Nonetheless, a large number of the researchers who are interested in Asian men are themselves Asian. They are more familiar with and understandably do research on what personally interests them and what they know best: that is, the Asian diaspora. So, for research into Asian men, from early on there was more intense research into how Asian men fared outside Asia, mostly in America. Excellent books and journal articles have been appearing since the 1990s. Some researchers explore how Asian American males have had to manage what amounted to “racial castration” in white America, often using psychoanalytic theory and literary sources.3 And many others use fictional but iconic images of Asian men in the West such as Fu Manchu and Charlie Chan as archetypal Chinese men “in order to provide a discursive foundation from which the construction of Chinese American masculinities can be critiqued.”4 Such studies indicate that along with the growing interest in being an Asian man in a Western country, many Asian men have become increasingly unhappy with their minority status. This discontent is not purely academic, and it is even more pronounced in the popular realm. Blogs such as the Reddit forum r/AsianMasculinity5 or “Angry Asian Man,”6 and YouTube videos such as those by Wang Fu Productions show the frustrations and irritation often felt by Asian men living in America. Most are produced by younger men, so themes such as dating, sex and cultural adjustments feature predominantly.

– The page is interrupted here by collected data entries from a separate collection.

// Copyright 2023-Present Datadog, Inc. https://www.datadoghq.com/
// SPDX-License-Identifier: Apache-2.0

use std::any::{type_name, Any, TypeId};
use std::collections::HashMap;
use std::sync::Mutex;

use tokio::task::JoinHandle;
use tokio_util::sync::CancellationToken;
use tracing::error;

use super::{Graph, GraphId, Stage};
use crate::errors::GraphError;

/// Lookup table of running graphs keyed by graph id and record type.
///
/// Populated once while wiring the process, then shared behind an `Arc` and
/// only read from the hot path.
#[derive(Default)]
pub struct GraphRegistry {
    graphs: HashMap<(GraphId, TypeId), Box<dyn Any + Send + Sync>>,
    tasks: Mutex<Vec<JoinHandle<()>>>,
}

impl GraphRegistry {
    #[must_use]
    pub fn new() -> Self {
        Self::default()
    }

    pub fn register<T>(&mut self, graph: Graph<T>) -> Result<(), GraphError>
    where
        T: Clone + Send + Sync + 'static,
    {
        let key = (graph.id(), TypeId::of::<T>());
        if self.graphs.contains_key(&key) {
            return Err(GraphError::DuplicateGraph {
                graph_id: graph.id(),
                record_type: type_name::<T>(),
            });
        }
        #[allow(clippy::expect_used)]
        self.tasks
            .lock()
            .expect("lock poisoned")
            .extend(graph.take_tasks());
        self.graphs.insert(key, Box::new(graph));
        Ok(())
    }

    /// Spawns the workers of `root` and registers the resulting graph.
    pub fn spawn<T>(
        &mut self,
        graph_id: GraphId,
        root: Stage<T>,
        cancel: &CancellationToken,
    ) -> Result<(), GraphError>
    where
        T: Clone + Send + Sync + 'static,
    {
        if self.graphs.contains_key(&(graph_id, TypeId::of::<T>())) {
            return Err(GraphError::DuplicateGraph {
                graph_id,
                record_type: type_name::<T>(),
            });
        }
        let graph = Graph::spawn(graph_id, root, cancel)?;
        self.register(graph)
    }

    pub fn lookup<T>(&self, graph_id: GraphId) -> Result<&Graph<T>, GraphError>
    where
        T: Clone + Send + Sync + 'static,
    {
        self.graphs
            .get(&(graph_id, TypeId::of::<T>()))
            .and_then(|graph| graph.downcast_ref::<Graph<T>>())
            .ok_or(GraphError::UnknownGraph {
                graph_id,
                record_type: type_name::<T>(),
            })
    }

    #[must_use]
    pub fn len(&self) -> usize {
        self.graphs.len()
    }

    #[must_use]
    pub fn is_empty(&self) -> bool {
        self.graphs.is_empty()
    }

    /// Waits for the worker tasks of every registered graph to finish.
    pub async fn join(&self) {
        let tasks = {
            #[allow(clippy::expect_used)]
            let mut tasks = self.tasks.lock().expect("lock poisoned");
            std::mem::take(&mut *tasks)
        };
        for task in tasks {
            if let Err(e) = task.await {
                error!("Worker task failed: {e}");
            }
        }
    }
}
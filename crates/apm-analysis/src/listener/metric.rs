// Copyright 2023-Present Datadog, Inc. https://www.datadoghq.com/
// SPDX-License-Identifier: Apache-2.0

use super::{start_all, Point, SegmentContext, SpanDecorator, SpanListener};
use crate::constants::{APPLICATION_METRIC_GRAPH_ID, INSTANCE_METRIC_GRAPH_ID};
use crate::errors::ListenerError;
use crate::graph::GraphRegistry;
use crate::record::{ApplicationMetric, InstanceMetric, MetricCounters};

/// Counts one transaction per segment against the segment's application.
#[derive(Debug, Default)]
pub struct ApplicationMetricSpanListener {
    metric: Option<ApplicationMetric>,
}

impl SpanListener for ApplicationMetricSpanListener {
    fn points(&self) -> &'static [Point] {
        &[Point::First]
    }

    fn parse_first(
        &mut self,
        span: &SpanDecorator,
        segment: &SegmentContext,
    ) -> Result<(), ListenerError> {
        self.metric = Some(ApplicationMetric::new(
            span.minute_time_bucket(),
            segment.application_id,
            span.span_type.value(),
            MetricCounters::observed(span.observation()),
        ));
        Ok(())
    }

    fn build(self: Box<Self>, graphs: &GraphRegistry) {
        start_all(
            graphs,
            APPLICATION_METRIC_GRAPH_ID,
            self.metric.into_iter().collect(),
        );
    }
}

/// Counts one transaction per segment against the reporting instance.
#[derive(Debug, Default)]
pub struct InstanceMetricSpanListener {
    metric: Option<InstanceMetric>,
}

impl SpanListener for InstanceMetricSpanListener {
    fn points(&self) -> &'static [Point] {
        &[Point::First]
    }

    fn parse_first(
        &mut self,
        span: &SpanDecorator,
        segment: &SegmentContext,
    ) -> Result<(), ListenerError> {
        if segment.application_instance_id == 0 {
            return Err(ListenerError::Malformed(format!(
                "segment {} has no application instance",
                segment.segment_id
            )));
        }
        self.metric = Some(InstanceMetric::new(
            span.minute_time_bucket(),
            segment.application_id,
            segment.application_instance_id,
            span.span_type.value(),
            MetricCounters::observed(span.observation()),
        ));
        Ok(())
    }

    fn build(self: Box<Self>, graphs: &GraphRegistry) {
        start_all(
            graphs,
            INSTANCE_METRIC_GRAPH_ID,
            self.metric.into_iter().collect(),
        );
    }
}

Academic discourse and social media are not the only avenues where notions of Asian masculinity have experienced major transformations. The film industry is a major source of how people perceive others, so how it presents an Asian man is vital to interpretations of Asian masculinity. And here, diasporic movements in the second half of the 20th century have changed the way the general population perceive and interpret the Asian male figure. In the American film industry of the early 20th century, for example, white actors were usually called upon to play non-white characters. This changed towards the last few decades of the century. Asian actors, both male and female, increasingly took on major roles in films. The Asian diaspora has produced a host of actors such as Bruce Lee, who was born in San Francisco, and Dev Patel, who was born in London. As they have become internationally famous, these actors have provided new models of Asian masculinity. The flow of positive Asian male images into the movie industry increasingly has had a high impact on cinema in the West, and insightful studies have begun to be published in this area.7 Though not as obvious as the internet blogs mentioned above, the new images have been partly a result of the rapid growth of the Asian diaspora in the West.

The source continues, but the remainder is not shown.